Vocazione, presenza e dono nell'amore degli sposi
Celebrare gli anniversari di matrimonio è come celebrare “la presenza” stessa nella sua forma più piena: quella del sì ad una vita che si dona a qualcuno, senza condizioni, senza limiti, senza tempo e quindi per tutto il proprio tempo nel mondo.
Al termine del mese della presenza e nel giorno di Pentecoste sono gli sposi, con i loro anniversari, a darci la più bella testimonianza dello Spirito di Cristo, amore che tutto crede, tutto spera e tutto sopporta. Rispondere all’esistenza, riconoscendo la vita come una vocazione, è oggi già di per sè una rivoluzione copernicana che ribalta il senso della nostra idea di realizzazione, ponendola per così dire al di là di noi stessi e della trappola insidiosa di un egocentrismo idolatrico.

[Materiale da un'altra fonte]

//! JWT access-token generation/validation and refresh-token helpers.
//!
//! Access tokens are HS256-signed JWTs containing a [`Claims`] payload.
//! Refresh tokens are opaque random strings; only their SHA-256 hash is stored
//! server-side so a database leak does not compromise active sessions.

use jsonwebtoken::{decode, encode, DecodingKey, EncodingKey, Header, Validation};
use serde::{Deserialize, Serialize};
use slettmeg_core::tokens;
use slettmeg_core::types::DbId;
use uuid::Uuid;

/// JWT claims embedded in every access token.
#[derive(Debug, Serialize, Deserialize, Clone)]
pub struct Claims {
    /// Subject -- the user's internal database id.
    pub sub: DbId,
    /// The user's email address.
    pub email: String,
    /// Expiration time (UTC Unix timestamp).
    pub exp: i64,
    /// Issued-at time (UTC Unix timestamp).
    pub iat: i64,
    /// Unique token identifier (UUID v4) for revocation / audit.
    pub jti: String,
}

/// Configuration for JWT token generation and validation.
#[derive(Debug, Clone)]
pub struct JwtConfig {
    /// HMAC-SHA256 secret used to sign and verify tokens.
    pub secret: String,
    /// Access token lifetime in minutes (default: 15).
    pub access_token_expiry_mins: i64,
    /// Refresh token lifetime in days (default: 30).
    pub refresh_token_expiry_days: i64,
}

/// Default access token expiry in minutes.
const DEFAULT_ACCESS_EXPIRY_MINS: i64 = 15;
/// Default refresh token expiry in days.
const DEFAULT_REFRESH_EXPIRY_DAYS: i64 = 30;

impl JwtConfig {
    /// Load JWT configuration from environment variables.
    ///
    /// | Env Var                    | Required | Default |
    /// |----------------------------|----------|---------|
    /// | `JWT_SECRET`               | **yes**  | --      |
    /// | `JWT_ACCESS_EXPIRY_MINS`   | no       | `15`    |
    /// | `JWT_REFRESH_EXPIRY_DAYS`  | no       | `30`    |
    ///
    /// # Panics
    ///
    /// Panics if `JWT_SECRET` is not set or is empty.
    pub fn from_env() -> Self {
        let secret =
            std::env::var("JWT_SECRET").expect("JWT_SECRET must be set in the environment");
        assert!(!secret.is_empty(), "JWT_SECRET must not be empty");

        let access_token_expiry_mins: i64 = std::env::var("JWT_ACCESS_EXPIRY_MINS")
            .unwrap_or_else(|_| DEFAULT_ACCESS_EXPIRY_MINS.to_string())
            .parse()
            .expect("JWT_ACCESS_EXPIRY_MINS must be a valid i64");

        let refresh_token_expiry_days: i64 = std::env::var("JWT_REFRESH_EXPIRY_DAYS")
            .unwrap_or_else(|_| DEFAULT_REFRESH_EXPIRY_DAYS.to_string())
            .parse()
            .expect("JWT_REFRESH_EXPIRY_DAYS must be a valid i64");

        Self {
            secret,
            access_token_expiry_mins,
            refresh_token_expiry_days,
        }
    }
}

/// Generate an HS256 access token for the given user.
pub fn generate_access_token(
    user_id: DbId,
    email: &str,
    config: &JwtConfig,
) -> Result<String, jsonwebtoken::errors::Error> {
    let now = chrono::Utc::now().timestamp();
    let exp = now + config.access_token_expiry_mins * 60;

    let claims = Claims {
        sub: user_id,
        email: email.to_string(),
        exp,
        iat: now,
        jti: Uuid::new_v4().to_string(),
    };

    encode(
        &Header::default(), // HS256
        &claims,
        &EncodingKey::from_secret(config.secret.as_bytes()),
    )
}

/// Validate and decode an access token, returning the embedded [`Claims`].
///
/// Validates the signature, expiration, and issued-at claims automatically.
pub fn validate_token(
    token: &str,
    config: &JwtConfig,
) -> Result<Claims, jsonwebtoken::errors::Error> {
    let token_data = decode::<Claims>(
        token,
        &DecodingKey::from_secret(config.secret.as_bytes()),
        &Validation::default(), // HS256, validates exp
    )?;
    Ok(token_data.claims)
}

/// Generate a cryptographically random refresh token.
///
/// Returns a tuple of `(plaintext_token, sha256_hex_hash)`. The plaintext is
/// sent to the client; only the hash should be persisted server-side.
pub fn generate_refresh_token() -> (String, String) {
    let token = tokens::generate_token();
    (token.plaintext, token.hash)
}

/// Compute the SHA-256 hex digest of a refresh token.
///
/// Use this to compare an incoming refresh token against the stored hash.
pub fn hash_refresh_token(token: &str) -> String {
    tokens::hash_token(token)
}

#[cfg(test)]
mod tests {
    use super::*;

    /// Helper to build a test config with a known secret.
    fn test_config() -> JwtConfig {
        JwtConfig {
            secret: "test-secret-that-is-long-enough-for-hmac".to_string(),
            access_token_expiry_mins: 15,
            refresh_token_expiry_days: 30,
        }
    }

    #[test]
    fn test_generate_and_validate_access_token() {
        let config = test_config();
        let token = generate_access_token(42, "kari@example.no", &config)
            .expect("token generation should succeed");

        let claims = validate_token(&token, &config).expect("token validation should succeed");
        assert_eq!(claims.sub, 42);
        assert_eq!(claims.email, "kari@example.no");
        assert!(claims.exp > claims.iat);
        assert!(!claims.jti.is_empty());
    }

    #[test]
    fn test_expired_token_fails() {
        let config = test_config();

        // Manually create an already-expired token.
        // Use a margin well beyond the default 60-second leeway.
        let now = chrono::Utc::now().timestamp();
        let claims = Claims {
            sub: 1,
            email: "ola@example.no".to_string(),
            exp: now - 300,
            iat: now - 600,
            jti: Uuid::new_v4().to_string(),
        };

        let token = encode(
            &Header::default(),
            &claims,
            &EncodingKey::from_secret(config.secret.as_bytes()),
        )
        .expect("encoding should succeed");

        let result = validate_token(&token, &config);
        assert!(result.is_err(), "expired token must fail validation");
    }

    #[test]
    fn test_refresh_token_hash_matches() {
        let (plaintext, hash) = generate_refresh_token();

        let rehashed = hash_refresh_token(&plaintext);
        assert_eq!(hash, rehashed, "hash of the same token must be stable");
        assert_eq!(hash.len(), 64);
    }

    #[test]
    fn test_different_secrets_fail() {
        let config_a = JwtConfig {
            secret: "secret-alpha".to_string(),
            access_token_expiry_mins: 15,
            refresh_token_expiry_days: 30,
        };
        let config_b = JwtConfig {
            secret: "secret-bravo".to_string(),
            access_token_expiry_mins: 15,
            refresh_token_expiry_days: 30,
        };

        let token = generate_access_token(1, "kari@example.no", &config_a)
            .expect("token generation should succeed");

        let result = validate_token(&token, &config_b);
        assert!(
            result.is_err(),
            "token signed with a different secret must fail"
        );
    }
}
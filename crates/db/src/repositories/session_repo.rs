//! Repository for the `sessions` table.

use slettmeg_core::types::DbId;
use sqlx::PgPool;

use crate::models::auth::{CreateSession, Session};

/// Column list shared across queries to avoid repetition.
const COLUMNS: &str = "id, user_id, refresh_token_hash, expires_at, is_revoked, \
                        user_agent, created_at, updated_at";

/// Provides CRUD operations for refresh-token sessions.
pub struct SessionRepo;

impl SessionRepo {
    /// Insert a new session, returning the created row.
    pub async fn create(pool: &PgPool, input: &CreateSession) -> Result<Session, sqlx::Error> {
        let query = format!(
            "INSERT INTO sessions (user_id, refresh_token_hash, expires_at, user_agent)
             VALUES ($1, $2, $3, $4)
             RETURNING {COLUMNS}"
        );
        sqlx::query_as::<_, Session>(&query)
            .bind(input.user_id)
            .bind(&input.refresh_token_hash)
            .bind(input.expires_at)
            .bind(&input.user_agent)
            .fetch_one(pool)
            .await
    }

    /// Find an active session by its refresh token hash.
    ///
    /// Only returns sessions that are not revoked and not expired.
    pub async fn find_by_refresh_token_hash(
        pool: &PgPool,
        hash: &str,
    ) -> Result<Option<Session>, sqlx::Error> {
        let query = format!(
            "SELECT {COLUMNS} FROM sessions
             WHERE refresh_token_hash = $1
               AND is_revoked = false
               AND expires_at > NOW()"
        );
        sqlx::query_as::<_, Session>(&query)
            .bind(hash)
            .fetch_optional(pool)
            .await
    }

    /// Revoke a single session. Returns `true` if the row was updated.
    pub async fn revoke(pool: &PgPool, id: DbId) -> Result<bool, sqlx::Error> {
        let result =
            sqlx::query("UPDATE sessions SET is_revoked = true WHERE id = $1 AND is_revoked = false")
                .bind(id)
                .execute(pool)
                .await?;
        Ok(result.rows_affected() > 0)
    }

    /// Revoke all active sessions for a user. Returns the count of revoked sessions.
    pub async fn revoke_all_for_user(pool: &PgPool, user_id: DbId) -> Result<u64, sqlx::Error> {
        let result = sqlx::query(
            "UPDATE sessions SET is_revoked = true
             WHERE user_id = $1 AND is_revoked = false",
        )
        .bind(user_id)
        .execute(pool)
        .await?;
        Ok(result.rows_affected())
    }

    /// Delete expired or revoked sessions. Returns the count of deleted rows.
    pub async fn cleanup_expired(pool: &PgPool) -> Result<u64, sqlx::Error> {
        let result =
            sqlx::query("DELETE FROM sessions WHERE expires_at < NOW() OR is_revoked = true")
                .execute(pool)
                .await?;
        Ok(result.rows_affected())
    }
}
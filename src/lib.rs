// SPDX-License-Identifier: AGPL-3.0-or-later
// Copyright (C) 2025 Blackman Artificial Intelligence Technologies Inc.

//! sscmhist - print the change history of one file from a Surround SCM server.
//!
//! Architecture:
//! - `scm`: client contract, scoped session, and the `sscm` command-line backend
//! - `history`: version filtering and table/JSON rendering
//! - `app`: the connect / query / print / disconnect run
//! - `cli`: positional argument parsing

pub mod app;
pub mod cli;
pub mod error;
pub mod history;
pub mod scm;

pub use error::{HistError, Result};
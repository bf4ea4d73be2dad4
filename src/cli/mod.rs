// SPDX-License-Identifier: AGPL-3.0-or-later
// Copyright (C) 2025 Blackman Artificial Intelligence Technologies Inc.

//! CLI module for sscmhist
//!
//! Handles command-line argument parsing.

pub mod args;

pub use args::*;
// SPDX-License-Identifier: AGPL-3.0-or-later
// Copyright (C) 2025 Blackman Artificial Intelligence Technologies Inc.

//! Rendering of selected history items.
//!
//! The text format is one tab-separated row per item. A header row is only
//! emitted when every version is being listed, so a filtered query prints
//! bare rows that are easy to consume from scripts.

use clap::ValueEnum;
use std::io::Write;

use super::filter::{select, VersionFilter};
use crate::error::Result;
use crate::scm::HistoryItem;

/// Header row of the text table.
pub const HEADER: &str = "version\tdate\taction\tactionBranch\tactionVersion\tusername";

/// How history is written to stdout.
#[derive(Debug, Clone, Copy, PartialEq, Eq, Default, ValueEnum)]
pub enum OutputFormat {
    /// Tab-separated table
    #[default]
    Text,
    /// JSON array of items
    Json,
}

/// One table row for `item`.
pub fn render_line(item: &HistoryItem) -> String {
    format!(
        "{}\t{}\t{}\t{}\t{}\t{}",
        item.version,
        item.date,
        item.action,
        item.action_branch,
        item.action_version,
        item.username
    )
}

/// Table lines for the items matching `filter`, header first when unfiltered.
pub fn render(items: &[HistoryItem], filter: VersionFilter) -> Vec<String> {
    let selected = select(items, filter);
    let mut lines = Vec::with_capacity(selected.len() + 1);
    if filter.is_all() {
        lines.push(HEADER.to_string());
    }
    lines.extend(selected.into_iter().map(render_line));
    lines
}

/// Pretty-printed JSON array of the items matching `filter`.
pub fn render_json(items: &[HistoryItem], filter: VersionFilter) -> Result<String> {
    Ok(serde_json::to_string_pretty(&select(items, filter))?)
}

/// Write the selected history to `out`, returning the number of items written.
pub fn write_history<W: Write + ?Sized>(
    out: &mut W,
    items: &[HistoryItem],
    filter: VersionFilter,
    format: OutputFormat,
) -> Result<usize> {
    let count = select(items, filter).len();
    match format {
        OutputFormat::Text => {
            for line in render(items, filter) {
                writeln!(out, "{}", line)?;
            }
        }
        OutputFormat::Json => {
            writeln!(out, "{}", render_json(items, filter)?)?;
        }
    }
    out.flush()?;
    Ok(count)
}
// SPDX-License-Identifier: AGPL-3.0-or-later
// Copyright (C) 2025 Blackman Artificial Intelligence Technologies Inc.

//! sscmhist - file history from a Surround SCM server
//!
//! Entry point for the sscmhist CLI application.

use std::io;
use std::process::ExitCode;

use clap::Parser;
use tracing::Level;
use tracing_subscriber::EnvFilter;

use sscmhist::app;
use sscmhist::cli::Cli;

/// Per-target directives enabled by `-v` (debug) and `-vv` (trace).
const LOG_TARGETS: [&str; 3] = ["sscmhist.app", "sscmhist.session", "sscmhist.sscm"];

/// Log filter from `RUST_LOG` (WARN when unset, empty or invalid) plus `-v` targets.
fn build_env_filter(verbose: u8, rust_log: Option<&str>) -> EnvFilter {
    let mut env_filter = rust_log
        .filter(|directives| !directives.trim().is_empty())
        .and_then(|directives| EnvFilter::try_new(directives).ok())
        .unwrap_or_else(|| EnvFilter::new(Level::WARN.as_str()));

    if verbose > 0 {
        let level = if verbose > 1 { "trace" } else { "debug" };
        for target in LOG_TARGETS {
            if let Ok(parsed) = format!("{}={}", target, level).parse() {
                env_filter = env_filter.add_directive(parsed);
            }
        }
    }
    env_filter
}

fn init_tracing(verbose: u8) {
    let rust_log = std::env::var(EnvFilter::DEFAULT_ENV).ok();
    // Logs go to stderr; stdout carries only history or the failure line.
    tracing_subscriber::fmt()
        .with_env_filter(build_env_filter(verbose, rust_log.as_deref()))
        .with_writer(io::stderr)
        .init();
}

fn main() -> ExitCode {
    let cli = Cli::parse();
    init_tracing(cli.verbose);

    let mut client = cli.client();
    let request = cli.into_request();

    let stdout = io::stdout();
    let mut out = stdout.lock();
    ExitCode::from(app::execute(&mut client, request, &mut out))
}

Dopo questa rivoluzione però, imprimere alla propria esistenza concepita vocazionalmente il senso del dono di sè – per sempre e del tutto – è un vero atto di fede che esige una conversione del cuore. Perchè anche l’idea di non essere al mondo per caso o per niente ma di essere chiamati è di per sè insufficiente: si potrebbe essere chiamati da qualcuno o da qualcosa che ci fa girare ancora intorno a noi stessi, in un delirio di autorealizzazione senza fine.
Gesù invece ci ha annunciato una parola piena: la chiamata viene da Dio e conduce all’altro, meta e fine del nostro pellegrinaggio. È solo ad un altro che si può donare tutto, e in questo altro c’è Dio.
Grazie agli sposi perchè con il loro amore ce lo ricordano ancora.